Do the steps Donovan recommends. It could just be a lousy load and the rifle/you would benefit from a good load development run on it. Factory ammo shooting a 1" group isn't uncommon even with quality stuff. If you don't reload, buy another brand of match ammo and give it a try.

Good Shooting

Rich
 
I try with cheek weld. Maybe not so good at that and on top of that I am not confident in my parrelax adjustment this scope is sensitive like my sightron "very sensitive" maybe something wrong with it to?
So would erratic trigger pull weight throw shots like this? I am talking 3/4 to 1 pound difference. It was supposed to had a jewel in it but when I got it there is a x-mark remy trigger??? Some shots are 1.75lbs some are 2.5 lbs?

The trigger is not as advertised? Ouch. I'd be making a phone call. Then how do you know it's a Krieger? How do you know the action was "squared"? Etc., etc. It seems to be shooting well with factory ammo, tho, for a start. Fairly standard.
 
You are correct, the barrel is not factory is all I KNOW. The stock does have an aluminum "block" in it. With some black material I believe is bedding compound. I also dychemed the lugs and contact is about even. Don't really know what else to check. There is a lot to learn when venturing into target shooting Thanks for all of your help. I owe you all one.
Kevin
 
I don't think you have shot it enough to start learning about the rifle. I bought a Tikka with a 20", 1/8 twist barrel and it scattered some factory Hornady 120 grain Amax into a 3" group. Switched to 129 grain Hornady American Whitetail soft points and it immediately went into a little less than a half inch (five shot groups). I also tried some Prime 130 grain and it also shot a little less than a half inch. As you try different things you will probably find a nice surprise.

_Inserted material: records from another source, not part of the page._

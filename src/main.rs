//! `color-pool` binary.
//!
//! `play` (the default) runs the terminal lane preview and, unless disabled,
//! serves remote clients from the same pool. `serve` runs only the adapter.
//! `sequence` and `inspect` are one-shot tools for scripting and debugging
//! data files.

use std::io::Read;
use std::path::PathBuf;
use std::time::{Duration, Instant};

use anyhow::{bail, Context, Result};
use clap::{Parser, Subcommand};
use crossterm::event::{self, Event, KeyEventKind};
use tokio::sync::mpsc;

use color_pool::adapter::{run_pool_service, run_server, Adapter, ServerConfig};
use color_pool::core::{ColorPool, PoolConfig, PoolSource, MAX_LANES};
use color_pool::term::{map_key, HostAction, LaneView, TerminalRenderer, Viewport};
use color_pool::types::{color_name, PieceColor, QueueId, SlotIndex};

/// Frame interval for the terminal host.
const TICK_MS: u64 = 50;

#[derive(Debug, Parser)]
#[command(name = "color-pool", version, about)]
struct Cli {
    /// Color data file, or `-` for stdin (overrides COLOR_POOL_DATA; default: embedded table)
    #[arg(long, global = true)]
    data: Option<PathBuf>,

    #[command(subcommand)]
    command: Option<Command>,
}

#[derive(Debug, Subcommand)]
enum Command {
    /// Interactive lane preview
    Play {
        /// Number of lanes (overrides COLOR_POOL_LANES)
        #[arg(long)]
        lanes: Option<u32>,
        /// Do not start the TCP adapter
        #[arg(long)]
        no_adapter: bool,
    },
    /// Serve the pool over TCP only
    Serve,
    /// Print the next colors drawn by a queue
    Sequence {
        #[arg(long, default_value_t = 0)]
        queue: QueueId,
        #[arg(long, default_value_t = 8)]
        count: usize,
        /// Resume from this slot instead of the queue's cursor
        #[arg(long)]
        resume: Option<SlotIndex>,
    },
    /// Print table statistics
    Inspect,
}

fn main() -> Result<()> {
    let cli = Cli::parse();

    env_logger::Builder::from_env(env_logger::Env::default().default_filter_or("warn")).init();

    let mut config = PoolConfig::from_env();
    if let Some(path) = cli.data {
        config = config.with_source(data_source(path)?);
    }

    match cli.command.unwrap_or(Command::Play {
        lanes: None,
        no_adapter: false,
    }) {
        Command::Play { lanes, no_adapter } => {
            if let Some(lanes) = lanes {
                config = config.with_lanes(lanes);
            }
            play(&config, no_adapter)
        }
        Command::Serve => serve(&config),
        Command::Sequence {
            queue,
            count,
            resume,
        } => {
            sequence(&config, queue, count, resume);
            Ok(())
        }
        Command::Inspect => {
            inspect(&config);
            Ok(())
        }
    }
}

fn data_source(path: PathBuf) -> Result<PoolSource> {
    if path.as_os_str() != "-" {
        return Ok(PoolSource::Path(path));
    }
    let mut bytes = Vec::new();
    std::io::stdin()
        .read_to_end(&mut bytes)
        .context("failed to read color data from stdin")?;
    Ok(PoolSource::Bytes(bytes))
}

fn play(config: &PoolConfig, no_adapter: bool) -> Result<()> {
    let mut pool = ColorPool::from_config(config);

    let mut adapter = if no_adapter {
        None
    } else {
        match Adapter::start_from_env() {
            Ok(adapter) => adapter,
            Err(e) => {
                log::warn!("{e:#}; running without the adapter");
                None
            }
        }
    };
    if let Some(adapter) = adapter.as_ref() {
        pool.subscribe(adapter.forwarder());
    }

    let mut term = TerminalRenderer::new();
    term.enter()?;
    let result = run(&mut term, &mut pool, adapter.as_mut(), config.lanes);

    // Always try to restore terminal state.
    let _ = term.exit();
    result
}

fn run(
    term: &mut TerminalRenderer,
    pool: &mut ColorPool,
    mut adapter: Option<&mut Adapter>,
    lanes: u32,
) -> Result<()> {
    let lane_ids: Vec<QueueId> = (0..lanes.min(MAX_LANES)).collect();
    let view = LaneView::default();
    let tick = Duration::from_millis(TICK_MS);
    let mut last_tick = Instant::now();
    let mut dirty = true;

    loop {
        if dirty {
            let (w, h) = crossterm::terminal::size().unwrap_or((80, 24));
            let fb = view.render(pool, &lane_ids, Viewport::new(w, h));
            term.draw(&fb)?;
            dirty = false;
        }

        let timeout = tick.saturating_sub(last_tick.elapsed());
        if event::poll(timeout)? {
            match event::read()? {
                Event::Key(key) if key.kind == KeyEventKind::Press => {
                    if let Some(action) = map_key(key, lanes) {
                        match action {
                            HostAction::Quit => return Ok(()),
                            HostAction::Advance(queue) => {
                                pool.advance(queue);
                            }
                            HostAction::AdvanceAll => {
                                for &queue in &lane_ids {
                                    pool.advance(queue);
                                }
                            }
                            HostAction::ResetAll => {
                                for &queue in &lane_ids {
                                    pool.reset(queue);
                                }
                            }
                        }
                        dirty = true;
                    }
                }
                Event::Resize(_, _) => dirty = true,
                _ => {}
            }
        }

        if last_tick.elapsed() >= tick {
            last_tick = Instant::now();
            if let Some(adapter) = adapter.as_deref_mut() {
                if adapter.pump(pool) > 0 {
                    dirty = true;
                }
            }
        }
    }
}

fn serve(config: &PoolConfig) -> Result<()> {
    let server_config = ServerConfig::from_env();
    if server_config.disabled {
        bail!("adapter is disabled (COLOR_POOL_ADAPTER_DISABLED)");
    }
    let pool = ColorPool::from_config(config);
    let rt = tokio::runtime::Runtime::new()?;
    rt.block_on(async move {
        let (cmd_tx, cmd_rx) = mpsc::channel(server_config.max_pending_commands.max(1));
        let (out_tx, out_rx) = mpsc::unbounded_channel();
        let service = tokio::spawn(run_pool_service(pool, cmd_rx, out_tx));

        let result = tokio::select! {
            res = run_server(server_config, cmd_tx, out_rx, None) => res,
            _ = tokio::signal::ctrl_c() => {
                log::info!("interrupted, shutting down");
                Ok(())
            }
        };
        service.abort();
        result
    })
}

fn sequence(config: &PoolConfig, queue: QueueId, count: usize, resume: Option<SlotIndex>) {
    let mut pool = ColorPool::from_config(config);
    let mut resume = resume;
    for _ in 0..count {
        println!("{}", pool.next_color_name(queue, resume.take()));
    }
}

fn inspect(config: &PoolConfig) {
    let pool = ColorPool::from_config(config);
    let table = pool.table();
    println!("domain    {}", table.domain_len());
    println!("retained  {}", table.len());
    println!("dropped   {}", table.domain_len() - table.len());
    for (color, count) in PieceColor::ALL.iter().zip(table.color_counts()) {
        println!("{:<9} {}", color.name(), count);
    }
    let wraps: Vec<SlotIndex> = table.wrap_points().collect();
    println!("wraps     {}", wraps.len());
    if let Some(&first) = wraps.first() {
        println!(
            "cycle     0..={first} (slot 0 is {})",
            color_name(table.get(0))
        );
    }
}
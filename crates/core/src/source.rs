//! Where the color table comes from, and how many lanes a host shows.

use std::path::PathBuf;

/// Upper bound on lanes a host may configure.
pub const MAX_LANES: u32 = 9;

/// Default lane count (two on-screen piece queues).
pub const DEFAULT_LANES: u32 = 2;

/// Data source for a [`ColorTable`](crate::ColorTable).
#[derive(Debug, Clone, PartialEq, Eq, Default)]
pub enum PoolSource {
    /// The data file packaged into the binary.
    #[default]
    Embedded,
    /// A data file on disk, read once at construction.
    Path(PathBuf),
    /// In-memory bytes (tests, tools).
    Bytes(Vec<u8>),
}

impl PoolSource {
    pub const EMBEDDED_DATA: &'static [u8] = include_bytes!("../assets/colors.txt");
}

/// Pool configuration.
#[derive(Debug, Clone, PartialEq, Eq)]
pub struct PoolConfig {
    pub source: PoolSource,
    pub lanes: u32,
}

impl Default for PoolConfig {
    fn default() -> Self {
        Self {
            source: PoolSource::Embedded,
            lanes: DEFAULT_LANES,
        }
    }
}

impl PoolConfig {
    /// Create from environment variables.
    ///
    /// - `COLOR_POOL_DATA`: path to a data file (default: embedded data)
    /// - `COLOR_POOL_LANES`: lane count, clamped to `1..=MAX_LANES`
    pub fn from_env() -> Self {
        use std::env;

        let source = env::var("COLOR_POOL_DATA")
            .ok()
            .map(|s| s.trim().to_string())
            .filter(|s| !s.is_empty())
            .map(|s| PoolSource::Path(PathBuf::from(s)))
            .unwrap_or_default();

        let lanes = env::var("COLOR_POOL_LANES")
            .ok()
            .and_then(|s| s.trim().parse::<u32>().ok())
            .unwrap_or(DEFAULT_LANES);

        Self::default().with_source(source).with_lanes(lanes)
    }

    pub fn with_source(mut self, source: PoolSource) -> Self {
        self.source = source;
        self
    }

    pub fn with_lanes(mut self, lanes: u32) -> Self {
        self.lanes = lanes.clamp(1, MAX_LANES);
        self
    }
}
//! Key mapping from terminal events to host actions.

use crossterm::event::{KeyCode, KeyEvent, KeyModifiers};

use crate::types::QueueId;

/// What the terminal host should do in response to a key.
#[derive(Debug, Clone, Copy, PartialEq, Eq)]
pub enum HostAction {
    /// Draw the next color for one lane.
    Advance(QueueId),
    AdvanceAll,
    ResetAll,
    Quit,
}

/// Map a key press for a host showing `lanes` lanes (queues `0..lanes`).
///
/// Digit `n` advances lane `n`, i.e. queue `n - 1`; digits past the lane
/// count are ignored.
pub fn map_key(key: KeyEvent, lanes: u32) -> Option<HostAction> {
    if key.code == KeyCode::Char('c') && key.modifiers.contains(KeyModifiers::CONTROL) {
        return Some(HostAction::Quit);
    }

    match key.code {
        KeyCode::Char(ch @ '1'..='9') => {
            let queue = ch.to_digit(10)? - 1;
            (queue < lanes).then_some(HostAction::Advance(queue))
        }
        KeyCode::Char(' ') | KeyCode::Enter => Some(HostAction::AdvanceAll),
        KeyCode::Char('r') | KeyCode::Char('R') => Some(HostAction::ResetAll),
        KeyCode::Char('q') | KeyCode::Char('Q') | KeyCode::Esc => Some(HostAction::Quit),
        _ => None,
    }
}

Maybe the person you bought the rifle from could steer you in the right direction. But if the original owner told you it had a Jewel trigger and it came with an Remington X Mark factory trigger, who knows....

Do you have access to a bore scope?
 
Yes, I have a scope and from what I know it looks good (now that I cleaned it) I am looking oward to shooting more but this seem awful consistent?
 
The fella told you it was a Krieger barrel - did he tell you whether it had 4 or 5R rifling or which of the twist rate options it was built with? (I believe there are 3 or 4).
I do use Nosler bullets in one of my rifles, but IMO Nosler is pretty stingy with their tech. data. The longer a bullet is the faster it has to spin in order to stabilize.
From my experience, Nosler likes to use terms like "standard twist rates" - which I believe they mean those twist rates corresponding to various bullet weights - which, IMO, does little to educate the new shooter/reloader or make him/her feel confident.
I am left with the impression that you do not reload. However, if you do reload, you'll find a wider range of bullets to try in our Creedmoor and choose those that are best suited to the barrel you have. Before you start chasing specters, find out exactly what you have and what its features actually are. If you don't reload, and if twist rate is a contributing factor, you may not be able to get there from here.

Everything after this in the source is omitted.